▸ WHAT IS EXPECTED: The answer is a stretch of the material below, returned exactly: the line containing "assert_eq!(enabled, 1);", the line containing "let err = open_db(&path).unwrap_err();", and all lines between.

▸ RECORDS FOR THIS TASK:
use newsdesk_core::db::migrations::latest_version;
use newsdesk_core::db::{open_db, open_db_in_memory, DbError};
use rusqlite::Connection;

#[test]
fn open_db_in_memory_applies_all_migrations() {
    let conn = open_db_in_memory().unwrap();

    assert_eq!(schema_version(&conn), latest_version());
    assert_table_exists(&conn, "topic");
    assert_table_exists(&conn, "news");
    assert_table_exists(&conn, "news_topic");
}

#[test]
fn foreign_keys_are_enabled() {
    let conn = open_db_in_memory().unwrap();
    let enabled: i64 = conn
        .query_row("PRAGMA foreign_keys;", [], |row| row.get(0))
        .unwrap();
    assert_eq!(enabled, 1);
}

#[test]
fn opening_same_database_twice_is_idempotent() {
    let dir = tempfile::tempdir().unwrap();
    let path = dir.path().join("newsdesk.db");

    let conn_first = open_db(&path).unwrap();
    conn_first
        .execute("INSERT INTO topic (title) VALUES ('kept');", [])
        .unwrap();
    drop(conn_first);

    let conn_second = open_db(&path).unwrap();
    assert_eq!(schema_version(&conn_second), latest_version());
    let count: i64 = conn_second
        .query_row("SELECT COUNT(*) FROM topic;", [], |row| row.get(0))
        .unwrap();
    assert_eq!(count, 1);
}

#[test]
fn opening_database_with_newer_schema_version_returns_error() {
    let dir = tempfile::tempdir().unwrap();
    let path = dir.path().join("future.db");

    let conn = Connection::open(&path).unwrap();
    conn.execute_batch("PRAGMA user_version = 999;").unwrap();
    drop(conn);

    let err = open_db(&path).unwrap_err();
    match err {
        DbError::UnsupportedSchemaVersion {
            db_version,
            latest_supported,
        } => {
            assert_eq!(db_version, 999);
            assert_eq!(latest_supported, latest_version());
        }
        other => panic!("unexpected error: {other}"),
    }
}

fn schema_version(conn: &Connection) -> u32 {
    conn.query_row("PRAGMA user_version;", [], |row| row.get(0))
        .unwrap()
}

fn assert_table_exists(conn: &Connection, table_name: &str) {
    let exists: i64 = conn
        .query_row(
            "SELECT EXISTS(
                SELECT 1
                FROM sqlite_master
                WHERE type = 'table' AND name = ?1
            );",
            [table_name],
            |row| row.get(0),
        )
        .unwrap();
    assert_eq!(exists, 1, "table {table_name} does not exist");
}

▸ TASK ANSWER:
    assert_eq!(enabled, 1);
}

#[test]
fn opening_same_database_twice_is_idempotent() {
    let dir = tempfile::tempdir().unwrap();
    let path = dir.path().join("newsdesk.db");

    let conn_first = open_db(&path).unwrap();
    conn_first
        .execute("INSERT INTO topic (title) VALUES ('kept');", [])
        .unwrap();
    drop(conn_first);

    let conn_second = open_db(&path).unwrap();
    assert_eq!(schema_version(&conn_second), latest_version());
    let count: i64 = conn_second
        .query_row("SELECT COUNT(*) FROM topic;", [], |row| row.get(0))
        .unwrap();
    assert_eq!(count, 1);
}

#[test]
fn opening_database_with_newer_schema_version_returns_error() {
    let dir = tempfile::tempdir().unwrap();
    let path = dir.path().join("future.db");

    let conn = Connection::open(&path).unwrap();
    conn.execute_batch("PRAGMA user_version = 999;").unwrap();
    drop(conn);

    let err = open_db(&path).unwrap_err();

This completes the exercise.